▸ **Records supplied**:
[Start of section]

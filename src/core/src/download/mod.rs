//! Download & zip streamer (C6): byte-range resolution across blocks,
//! on-the-fly AES-CBC decryption, and deflate zip streaming.

pub mod zip;

use crate::error::{Result, ThicketError};
use crate::model::FileObject;
use crate::store::{BlockStore, FsStore};

/// A resolved, inclusive byte range against a file's total size.
#[derive(Debug, Clone, Copy, PartialEq, Eq)]
pub struct ByteRange {
    pub start: u64,
    pub end: u64,
}

impl ByteRange {
    pub fn len(&self) -> u64 {
        self.end - self.start + 1
    }

    pub fn is_empty(&self) -> bool {
        self.len() == 0
    }
}

/// Parse a `Range: bytes=...` header value against a resource of
/// `size` bytes. Supports `A-B`, `A-` and `-N` forms; `B` is clamped to
/// `size - 1`. Returns `RangeNotSatisfiable` for anything malformed or
/// with `A > B`.
pub fn parse_range(header: &str, size: u64) -> Result<ByteRange> {
    let spec = header
        .strip_prefix("bytes=")
        .ok_or_else(|| ThicketError::RangeNotSatisfiable { size })?;

    if let Some(suffix_len) = spec.strip_prefix('-') {
        let n: u64 = suffix_len
            .parse()
            .map_err(|_| ThicketError::RangeNotSatisfiable { size })?;
        if n == 0 || size == 0 {
            return Err(ThicketError::RangeNotSatisfiable { size });
        }
        let n = n.min(size);
        return Ok(ByteRange {
            start: size - n,
            end: size - 1,
        });
    }

    let (a, b) = spec
        .split_once('-')
        .ok_or_else(|| ThicketError::RangeNotSatisfiable { size })?;
    let start: u64 = a.parse().map_err(|_| ThicketError::RangeNotSatisfiable { size })?;

    let end = if b.is_empty() {
        size.saturating_sub(1)
    } else {
        b.parse().map_err(|_| ThicketError::RangeNotSatisfiable { size })?
    };
    let end = end.min(size.saturating_sub(1));

    if start > end || start >= size {
        return Err(ThicketError::RangeNotSatisfiable { size });
    }

    Ok(ByteRange { start, end })
}

/// Which blocks (in order) a byte range touches, along with the
/// within-block `[from, to)` slice for the first and last block (and the
/// implicit "whole block" for everything in between).
struct BlockSpan {
    index: usize,
    from: u64,
    to: u64,
}

fn block_spans(file: &FileObject, range: ByteRange) -> Vec<BlockSpan> {
    let mut spans = Vec::new();
    let mut offset = 0u64;
    for (index, _) in file.block_ids.iter().enumerate() {
        let block_size = block_size_at(file, index);
        let block_start = offset;
        let block_end = offset + block_size; // exclusive
        offset = block_end;

        if block_end <= range.start || block_start > range.end {
            continue;
        }
        let from = range.start.saturating_sub(block_start);
        let to = (range.end + 1).saturating_sub(block_start).min(block_size);
        spans.push(BlockSpan { index, from, to });
    }
    spans
}

fn block_size_at(file: &FileObject, index: usize) -> u64 {
    let consumed = index as u64 * crate::constants::BLOCK_SIZE;
    let remaining = file.file_size.saturating_sub(consumed);
    remaining.min(crate::constants::BLOCK_SIZE)
}

/// Read and concatenate exactly the bytes covered by `range` out of
/// `file`'s blocks, decrypting first if `key` is supplied. Only called
/// for non-encrypted files per spec (`Range` is unsupported for
/// encrypted repos), but the decrypt path is kept general so callers
/// don't need a second code path for small encrypted reads (e.g. a
/// range request against an encrypted repo that a caller chooses to
/// reject before ever calling this).
pub async fn read_range(
    blocks: &dyn BlockStore,
    store_id: &str,
    file: &FileObject,
    range: ByteRange,
    key: Option<(&[u8], &[u8])>,
) -> Result<Vec<u8>> {
    let mut out = Vec::with_capacity(range.len() as usize);
    for span in block_spans(file, range) {
        let block_id = &file.block_ids[span.index];
        let bytes = blocks.read(store_id, block_id).await?;
        let bytes = match key {
            Some((k, iv)) => decrypt_block(&bytes, k, iv)?,
            None => bytes,
        };
        out.extend_from_slice(&bytes[span.from as usize..span.to as usize]);
    }
    Ok(out)
}

/// Read every block of `file` in order, decrypting as it goes if `key`
/// is supplied, and hand each plaintext block to `sink` as it becomes
/// available (a single in-memory `Vec` per the single-file download path
/// of §4.6, since the response writer streams block-by-block already).
pub async fn read_whole_file(
    blocks: &dyn BlockStore,
    store_id: &str,
    file: &FileObject,
    key: Option<(&[u8], &[u8])>,
    mut sink: impl FnMut(Vec<u8>) -> Result<()>,
) -> Result<()> {
    for block_id in &file.block_ids {
        let bytes = blocks.read(store_id, block_id).await?;
        let bytes = match key {
            Some((k, iv)) => decrypt_block(&bytes, k, iv)?,
            None => bytes,
        };
        sink(bytes)?;
    }
    Ok(())
}

pub(crate) fn decrypt_block(ciphertext: &[u8], key: &[u8], iv: &[u8]) -> Result<Vec<u8>> {
    use aes::Aes256;
    use cbc::cipher::block_padding::Pkcs7;
    use cbc::cipher::{BlockDecryptMut, KeyIvInit};

    type Decryptor = cbc::Decryptor<Aes256>;
    let decryptor =
        Decryptor::new_from_slices(key, iv).map_err(|e| ThicketError::internal(format!("bad key/iv: {e}")))?;
    decryptor
        .decrypt_padded_vec_mut::<Pkcs7>(ciphertext)
        .map_err(|_| ThicketError::internal("block decryption failed"))
}

/// Resolve a file object via the FS store for a download handler; a thin
/// convenience wrapper so controllers don't reach into `FsStore`
/// directly for this one lookup.
pub async fn load_file(fs: &dyn FsStore, store_id: &str, file_id: &str) -> Result<FileObject> {
    fs.get_file(store_id, file_id)
        .await?
        .ok_or_else(|| ThicketError::not_found(format!("file {file_id}")))
}

#[cfg(test)]
mod tests {
    use super::*;
    use crate::constants::BLOCK_SIZE;
    use crate::store::local::LocalObjectStore;

    async fn three_block_file(store: &LocalObjectStore) -> FileObject {
        let mut block_ids = Vec::new();
        let sizes = [BLOCK_SIZE as usize, BLOCK_SIZE as usize, 512];
        for (idx, size) in sizes.iter().enumerate() {
            let bytes = vec![idx as u8; *size];
            let id = crate::model::object::sha1_hex(&bytes);
            store.write("repo1", &id, &bytes).await.unwrap();
            block_ids.push(id);
        }
        let total = sizes.iter().sum::<usize>() as u64;
        FileObject::new(block_ids, total)
    }

    #[tokio::test]
    async fn scenario_1_small_range_spans_two_blocks() {
        let dir = tempfile::tempdir().unwrap();
        let store = LocalObjectStore::new(dir.path());
        let file = three_block_file(&store).await;

        let range = parse_range("bytes=1048575-1048577", file.file_size).unwrap();
        assert_eq!(range.len(), 3);

        let bytes = read_range(&store, "repo1", &file, range, None).await.unwrap();
        assert_eq!(bytes, vec![0u8, 1, 1]);
    }

    #[tokio::test]
    async fn scenario_2_suffix_range_reads_last_bytes() {
        let dir = tempfile::tempdir().unwrap();
        let store = LocalObjectStore::new(dir.path());
        let file = three_block_file(&store).await;

        let range = parse_range("bytes=-100", file.file_size).unwrap();
        assert_eq!(range.len(), 100);
        assert_eq!(range.start, file.file_size - 100);

        let bytes = read_range(&store, "repo1", &file, range, None).await.unwrap();
        assert_eq!(bytes, vec![2u8; 100]);
    }

    #[test]
    fn malformed_range_is_rejected() {
        assert!(parse_range("bytes=500-100", 1000).is_err());
        assert!(parse_range("nonsense", 1000).is_err());
    }

    #[test]
    fn open_ended_range_clamps_to_size() {
        let range = parse_range("bytes=900-", 1000).unwrap();
        assert_eq!(range.start, 900);
        assert_eq!(range.end, 999);
    }
}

[End of section]

▸ **Exercise**:
Which of the lines above include the word "enumerate"? Copy each of them.

▸ **Answer to this task**:
    for (index, _) in file.block_ids.iter().enumerate() {
        for (idx, size) in sizes.iter().enumerate() {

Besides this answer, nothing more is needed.